Gift of the Noble Family

Dockbuilders, Whale Creek
Also known as Steers in Whale Creek
Lithograph, Edition c. 150, 1955, 11 7/8" x 15 7/8"

Coal Pirate
Lithograph, Edition 290, 1979, 12” x 17 3/8”
Anonymous gift

Old Sails, Old Clothes, Old Man
Lithograph, Edition 288, 1979, 14” x 18”
Gift of James Scott, in memory of Dr. Denis Donovan

John A. Noble (1913-1983) is one of America’s most distinguished marine artists. Born in Paris in 1913, he is the son of the noted painter, John "Wichita Bill" Noble. He moved to this country in 1919, a year which had great significance to him and foreshadowed his life’s work. “It was the greatest wooden ship launching year in the history of the world,” he often said. A graduate of the Friends Seminary in NYC, Noble returned to France in 1931 to study at the University of Grenoble; when he returned to New York, he studied at the National Academy of Design. From 1928 until 1945, he worked as a seaman on schooners and in marine salvage. In 1928, while on a schooner on the Kill van Kull, he saw the boneyard at Port Johnston in Bayonne for the first time. It was a sight, he later asserted, which affected him for life. Filled with new but obsolete ships, the great coal port had become a great boneyard.

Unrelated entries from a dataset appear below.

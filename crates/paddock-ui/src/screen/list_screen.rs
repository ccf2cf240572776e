//! A list screen: the ordered collection of records plus one swipeable item
//! per record.
//!
//! Items never touch the collection. They report opens and deletes through
//! a queue the screen drains after every input event and frame, so deletes
//! that complete inside a frame are applied once the frame is over.

use std::cell::RefCell;
use std::collections::VecDeque;
use std::rc::Rc;

use chrono::{DateTime, Utc};
use indexmap::IndexMap;
use paddock_core::collections::map::HashMap;
use paddock_core::RuntimeHandle;
use paddock_foundation::PointerEvent;
use thiserror::Error;

use super::store::{StoreError, SubjectStore};
use super::subject::{DeletePrompt, ListSubject, OpenAction};
use crate::models::ChatRoute;
use crate::swipe::{
    DeleteTrigger, Presentation, SwipeCallbacks, SwipeConfig, SwipeConfigError, SwipeState,
    SwipeVisuals, SwipeableListItem, TapOutcome,
};

/// When deleting asks the user first. Applies to every list context alike.
#[derive(Clone, Copy, Debug, Default, PartialEq, Eq)]
pub enum DeleteConfirmation {
    /// Prompt for the explicit button only; a swipe past the threshold (or a
    /// tap on the revealed affordance) is already a deliberate gesture.
    #[default]
    ButtonOnly,
    Always,
    Never,
}

impl DeleteConfirmation {
    pub fn requires_prompt(self, trigger: DeleteTrigger) -> bool {
        match self {
            DeleteConfirmation::ButtonOnly => trigger == DeleteTrigger::Button,
            DeleteConfirmation::Always => true,
            DeleteConfirmation::Never => false,
        }
    }
}

/// Something the host has to show or do on the screen's behalf.
#[derive(Clone, Debug, PartialEq)]
pub enum ScreenEffect {
    Alert {
        title: String,
        message: String,
    },
    /// Ask the user; answer with `confirm_delete` or `cancel_delete`.
    ConfirmDelete {
        id: String,
        prompt: DeletePrompt,
    },
    Removed {
        id: String,
        notice: Option<&'static str>,
    },
    OpenChat(ChatRoute),
}

#[derive(Debug, Error)]
pub enum ScreenError {
    #[error("no list item with id {0}")]
    UnknownSubject(String),
    #[error("no delete is waiting for confirmation")]
    NoPendingDelete,
    #[error(transparent)]
    Store(#[from] StoreError),
    #[error(transparent)]
    Config(#[from] SwipeConfigError),
}

#[derive(Debug)]
enum ItemAction {
    Open(String),
    Delete(String, DeleteTrigger),
}

#[derive(Debug)]
struct PendingDelete {
    id: String,
    trigger: DeleteTrigger,
}

type Clock = Box<dyn Fn() -> DateTime<Utc>>;

pub struct ListScreen<S: ListSubject, St: SubjectStore<S>> {
    store: St,
    runtime: RuntimeHandle,
    config: SwipeConfig,
    presentation: Presentation,
    confirmation: DeleteConfirmation,
    subjects: IndexMap<String, Rc<S>>,
    items: HashMap<String, SwipeableListItem<S>>,
    actions: Rc<RefCell<VecDeque<ItemAction>>>,
    effects: Vec<ScreenEffect>,
    pending: Option<PendingDelete>,
    clock: Clock,
}

impl<S: ListSubject, St: SubjectStore<S>> ListScreen<S, St> {
    pub fn new(store: St, runtime: RuntimeHandle, config: SwipeConfig) -> Result<Self, ScreenError> {
        config.validate()?;
        Ok(Self {
            store,
            runtime,
            config,
            presentation: Presentation::default(),
            confirmation: DeleteConfirmation::default(),
            subjects: IndexMap::new(),
            items: HashMap::default(),
            actions: Rc::new(RefCell::new(VecDeque::new())),
            effects: Vec::new(),
            pending: None,
            clock: Box::new(Utc::now),
        })
    }

    pub fn with_presentation(mut self, presentation: Presentation) -> Self {
        self.set_presentation(presentation);
        self
    }

    pub fn with_confirmation(mut self, confirmation: DeleteConfirmation) -> Self {
        self.confirmation = confirmation;
        self
    }

    /// Clock used to stamp `read_at`.
    pub fn with_clock(mut self, clock: impl Fn() -> DateTime<Utc> + 'static) -> Self {
        self.clock = Box::new(clock);
        self
    }

    pub fn store(&self) -> &St {
        &self.store
    }

    pub fn store_mut(&mut self) -> &mut St {
        &mut self.store
    }

    pub fn runtime(&self) -> &RuntimeHandle {
        &self.runtime
    }

    pub fn config(&self) -> &SwipeConfig {
        &self.config
    }

    pub fn len(&self) -> usize {
        self.subjects.len()
    }

    pub fn is_empty(&self) -> bool {
        self.subjects.is_empty()
    }

    pub fn ids(&self) -> impl Iterator<Item = &str> {
        self.subjects.keys().map(String::as_str)
    }

    pub fn subjects(&self) -> impl Iterator<Item = &S> {
        self.subjects.values().map(|subject| subject.as_ref())
    }

    pub fn subject(&self, id: &str) -> Option<&S> {
        self.subjects.get(id).map(|subject| subject.as_ref())
    }

    pub fn item(&self, id: &str) -> Option<&SwipeableListItem<S>> {
        self.items.get(id)
    }

    pub fn visuals(&self, id: &str) -> Option<SwipeVisuals> {
        self.items.get(id).map(SwipeableListItem::visuals)
    }

    pub fn unread_count(&self) -> usize {
        self.subjects.values().filter(|subject| subject.is_unread()).count()
    }

    /// A delete is waiting for `confirm_delete` / `cancel_delete`.
    pub fn pending_delete(&self) -> Option<&str> {
        self.pending.as_ref().map(|pending| pending.id.as_str())
    }

    /// Nothing animating, no finger down, no queued work.
    pub fn is_idle(&self) -> bool {
        self.actions.borrow().is_empty() && self.items.values().all(SwipeableListItem::is_idle)
    }

    /// Reload the collection from the store, keeping the swipe state of
    /// records that are still present.
    pub fn refresh(&mut self) -> Result<usize, ScreenError> {
        let fetched = self.store.fetch_all().map_err(|err| {
            log::warn!("failed to load list: {err}");
            err
        })?;

        let mut subjects = IndexMap::with_capacity(fetched.len());
        let mut items = HashMap::default();
        for subject in fetched {
            let id = subject.id().to_string();
            let subject = Rc::new(subject);
            let item = match self.items.remove(&id) {
                Some(mut item) => {
                    item.replace_subject(Rc::clone(&subject));
                    item
                }
                None => self.build_item(Rc::clone(&subject))?,
            };
            items.insert(id.clone(), item);
            subjects.insert(id, subject);
        }

        if let Some(pending) = &self.pending {
            if !subjects.contains_key(&pending.id) {
                log::debug!("pending delete of {} dropped by refresh", pending.id);
                self.pending = None;
            }
        }
        self.subjects = subjects;
        self.items = items;
        log::debug!("list refreshed with {} records", self.subjects.len());
        Ok(self.subjects.len())
    }

    pub fn pointer_event(&mut self, id: &str, event: &PointerEvent) -> Result<SwipeState, ScreenError> {
        let state = self.item_mut(id)?.on_pointer_event(event);
        self.process_actions();
        Ok(state)
    }

    pub fn tap(&mut self, id: &str) -> Result<TapOutcome, ScreenError> {
        let outcome = self.item_mut(id)?.tap();
        self.process_actions();
        Ok(outcome)
    }

    pub fn tap_delete_affordance(&mut self, id: &str) -> Result<bool, ScreenError> {
        let started = self.item_mut(id)?.tap_delete_affordance();
        self.process_actions();
        Ok(started)
    }

    pub fn tap_delete_button(&mut self, id: &str) -> Result<bool, ScreenError> {
        let fired = self.item_mut(id)?.tap_delete_button();
        self.process_actions();
        Ok(fired)
    }

    pub fn confirm_delete(&mut self) -> Result<(), ScreenError> {
        let pending = self.pending.take().ok_or(ScreenError::NoPendingDelete)?;
        self.perform_delete(&pending.id);
        Ok(())
    }

    pub fn cancel_delete(&mut self) -> Result<(), ScreenError> {
        let pending = self.pending.take().ok_or(ScreenError::NoPendingDelete)?;
        self.restore_if_animated(&pending)
    }

    /// Advance every animation to `frame_time_nanos` and apply what finished.
    pub fn frame(&mut self, frame_time_nanos: u64) {
        self.runtime.drain_frame_callbacks(frame_time_nanos);
        self.process_actions();
    }

    pub fn drain_effects(&mut self) -> Vec<ScreenEffect> {
        std::mem::take(&mut self.effects)
    }

    pub fn mark_all_read(&mut self) -> Result<(), ScreenError> {
        self.store.mark_all_read()?;
        let now = (self.clock)();
        for (id, subject) in self.subjects.iter_mut() {
            if subject.is_unread() {
                Rc::make_mut(subject).mark_read(now);
                if let Some(item) = self.items.get_mut(id) {
                    item.replace_subject(Rc::clone(subject));
                }
            }
        }
        Ok(())
    }

    pub fn set_presentation(&mut self, presentation: Presentation) {
        self.presentation = presentation;
        for item in self.items.values_mut() {
            item.set_presentation(presentation);
        }
    }

    /// Apply a new viewport width to every card. An unusable width is
    /// rejected and the previous layout kept.
    pub fn set_viewport_width(&mut self, viewport_width: f32) -> Result<(), SwipeConfigError> {
        let config = self.config.with_viewport_width(viewport_width);
        if let Err(err) = config.validate() {
            log::warn!("ignoring viewport width {viewport_width}: {err}");
            return Err(err);
        }
        self.config = config;
        for item in self.items.values_mut() {
            item.set_viewport_width(viewport_width)?;
        }
        Ok(())
    }

    fn item_mut(&mut self, id: &str) -> Result<&mut SwipeableListItem<S>, ScreenError> {
        self.items
            .get_mut(id)
            .ok_or_else(|| ScreenError::UnknownSubject(id.to_string()))
    }

    fn build_item(&self, subject: Rc<S>) -> Result<SwipeableListItem<S>, SwipeConfigError> {
        let opens = Rc::clone(&self.actions);
        let deletes = Rc::clone(&self.actions);
        let callbacks = SwipeCallbacks::new(
            move |subject: &S| {
                opens
                    .borrow_mut()
                    .push_back(ItemAction::Open(subject.id().to_string()))
            },
            move |subject: &S, trigger| {
                deletes
                    .borrow_mut()
                    .push_back(ItemAction::Delete(subject.id().to_string(), trigger))
            },
        );
        SwipeableListItem::new(
            subject,
            S::VARIANT,
            self.config,
            self.presentation,
            self.runtime.clone(),
            callbacks,
        )
    }

    fn process_actions(&mut self) {
        loop {
            let next = self.actions.borrow_mut().pop_front();
            match next {
                Some(ItemAction::Open(id)) => self.open(&id),
                Some(ItemAction::Delete(id, trigger)) => self.request_delete(id, trigger),
                None => break,
            }
        }
    }

    fn open(&mut self, id: &str) {
        let Some(subject) = self.subjects.get(id) else {
            return;
        };
        match subject.open_action() {
            OpenAction::Navigate(route) => self.effects.push(ScreenEffect::OpenChat(route)),
            OpenAction::MarkRead => self.mark_read(id),
        }
    }

    fn mark_read(&mut self, id: &str) {
        let unread = self.subjects.get(id).is_some_and(|subject| subject.is_unread());
        if !unread {
            return;
        }
        if let Err(err) = self.store.mark_read(id) {
            log::warn!("failed to mark {id} as read: {err}");
            return;
        }
        let now = (self.clock)();
        if let Some(subject) = self.subjects.get_mut(id) {
            Rc::make_mut(subject).mark_read(now);
            if let Some(item) = self.items.get_mut(id) {
                item.replace_subject(Rc::clone(subject));
            }
        }
    }

    fn request_delete(&mut self, id: String, trigger: DeleteTrigger) {
        if !self.confirmation.requires_prompt(trigger) {
            self.perform_delete(&id);
            return;
        }
        let Some(subject) = self.subjects.get(&id) else {
            return;
        };
        let prompt = subject.delete_prompt();

        if let Some(previous) = self.pending.take() {
            log::debug!("confirmation for {} superseded", previous.id);
            if let Err(err) = self.restore_if_animated(&previous) {
                log::warn!("could not restore {}: {err}", previous.id);
            }
        }
        self.pending = Some(PendingDelete {
            id: id.clone(),
            trigger,
        });
        self.effects.push(ScreenEffect::ConfirmDelete { id, prompt });
    }

    /// Optimistically drop the record, then ask the store. A refused delete
    /// puts the record back where it was.
    fn perform_delete(&mut self, id: &str) {
        let Some((index, key, subject)) = self.subjects.shift_remove_full(id) else {
            log::debug!("delete of {id} ignored, no longer listed");
            return;
        };
        self.items.remove(id);

        match self.store.delete(id) {
            Ok(()) => {
                log::debug!("deleted {id}");
                self.effects.push(ScreenEffect::Removed {
                    id: key,
                    notice: S::deleted_notice(),
                });
            }
            Err(err) => {
                log::warn!("delete of {id} failed: {err}");
                match self.build_item(Rc::clone(&subject)) {
                    Ok(item) => {
                        self.items.insert(key.clone(), item);
                        self.subjects.shift_insert(index, key, subject);
                    }
                    Err(config_err) => log::warn!("could not rebuild {id}: {config_err}"),
                }
                self.effects.push(ScreenEffect::Alert {
                    title: "Hata".to_string(),
                    message: S::delete_failed_message(&err).to_string(),
                });
            }
        }
    }

    /// Bring back a card that animated away for a delete that did not happen.
    fn restore_if_animated(&mut self, pending: &PendingDelete) -> Result<(), ScreenError> {
        if !pending.trigger.is_animated() {
            return Ok(());
        }
        let subject = self
            .subjects
            .get(&pending.id)
            .cloned()
            .ok_or_else(|| ScreenError::UnknownSubject(pending.id.clone()))?;
        let item = self.build_item(subject)?;
        self.items.insert(pending.id.clone(), item);
        Ok(())
    }
}

impl<S: ListSubject, St: SubjectStore<S>> std::fmt::Debug for ListScreen<S, St> {
    fn fmt(&self, f: &mut std::fmt::Formatter<'_>) -> std::fmt::Result {
        f.debug_struct("ListScreen")
            .field("len", &self.subjects.len())
            .field("pending", &self.pending)
            .field("confirmation", &self.confirmation)
            .finish_non_exhaustive()
    }
}

#[cfg(test)]
#[path = "../tests/list_screen_tests.rs"]
mod tests;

In 1939, Noble began to build his floating studio there, out of parts of vessels he salvaged. From 1946 on, he worked as a full-time artist. An Academician of the National Academy of Design, he received its most prestigious awards, including two Henry LeGrand Cannon Prizes and the Samuel Finley Breese Morse Medal. His work is included in the permanent collections of institutions in this country and abroad.